— WHAT YOU SHOULD DO —
Report each line of the data below in which "super" appears.

Saved data entries
★ ★ ★ ★

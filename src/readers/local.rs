//! Local filesystem reader: given a set of include folders, resolve a
//! reference to a file and read it.

use std::path::{Path, PathBuf};
use std::sync::Arc;

use crate::error::BuilderError;
use crate::location::{Location, PathMeta};

use super::{ReadContext, ReadResult, Reader};

/// Filesystem access as an injected capability, so the reader can be
/// exercised in tests against an in-memory stand-in instead of real
/// disk.
pub trait FileSystem: Send + Sync {
    fn read_to_string(&self, path: &Path) -> std::io::Result<String>;
    fn is_file(&self, path: &Path) -> bool;
}

pub struct StdFileSystem;

impl FileSystem for StdFileSystem {
    fn read_to_string(&self, path: &Path) -> std::io::Result<String> {
        std::fs::read_to_string(path)
    }

    fn is_file(&self, path: &Path) -> bool {
        path.is_file()
    }
}

/// Reads references that are neither `http(s)://` URLs nor one of the
/// recognized git locator forms. `reference` is expected to already be an
/// absolute-ish path by the time it reaches this reader: relative
/// resolution against the including frame is the driver's job (§4.5),
/// since only the driver knows the active frame.
pub struct LocalReader {
    fs: Arc<dyn FileSystem>,
    include_folders: Vec<PathBuf>,
}

impl LocalReader {
    pub fn new(fs: Arc<dyn FileSystem>, include_folders: Vec<PathBuf>) -> Self {
        LocalReader { fs, include_folders }
    }

    /// Find the first existing candidate: the reference itself (if
    /// absolute or already resolvable relative to the working
    /// directory), then each include folder in order.
    fn locate(&self, reference: &str) -> Option<PathBuf> {
        let direct = PathBuf::from(reference);
        if self.fs.is_file(&direct) {
            return Some(direct);
        }

        for folder in &self.include_folders {
            let candidate = folder.join(reference);
            if self.fs.is_file(&candidate) {
                return Some(candidate);
            }
        }

        None
    }
}

impl Reader for LocalReader {
    fn supports(&self, reference: &str) -> bool {
        !super::is_http_reference(reference) && !super::is_git_reference(reference)
    }

    fn parse_path(&self, reference: &str) -> Result<PathMeta, BuilderError> {
        let resolved = self.locate(reference).unwrap_or_else(|| PathBuf::from(reference));
        let file = resolved
            .file_name()
            .map(|n| n.to_string_lossy().into_owned())
            .unwrap_or_else(|| reference.to_string());

        Ok(PathMeta { file, path: resolved.to_string_lossy().into_owned(), repo_ref: None, repo_prefix: None })
    }

    fn read(&self, reference: &str, _ctx: &ReadContext) -> Result<ReadResult, BuilderError> {
        let resolved = self.locate(reference).ok_or_else(|| BuilderError::SourceReading {
            location: Location::at_line(reference.to_string(), 0),
            reference: reference.to_string(),
            cause: "no such file in the working directory or any include folder".to_string(),
        })?;

        let text = self.fs.read_to_string(&resolved).map_err(|e| BuilderError::SourceReading {
            location: Location::at_line(reference.to_string(), 0),
            reference: reference.to_string(),
            cause: e.to_string(),
        })?;

        Ok(ReadResult { text, commit_id: None })
    }
}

★ ★ ★ ★

— WRITTEN ANSWER —
use super::{ReadContext, ReadResult, Reader};
        !super::is_http_reference(reference) && !super::is_git_reference(reference)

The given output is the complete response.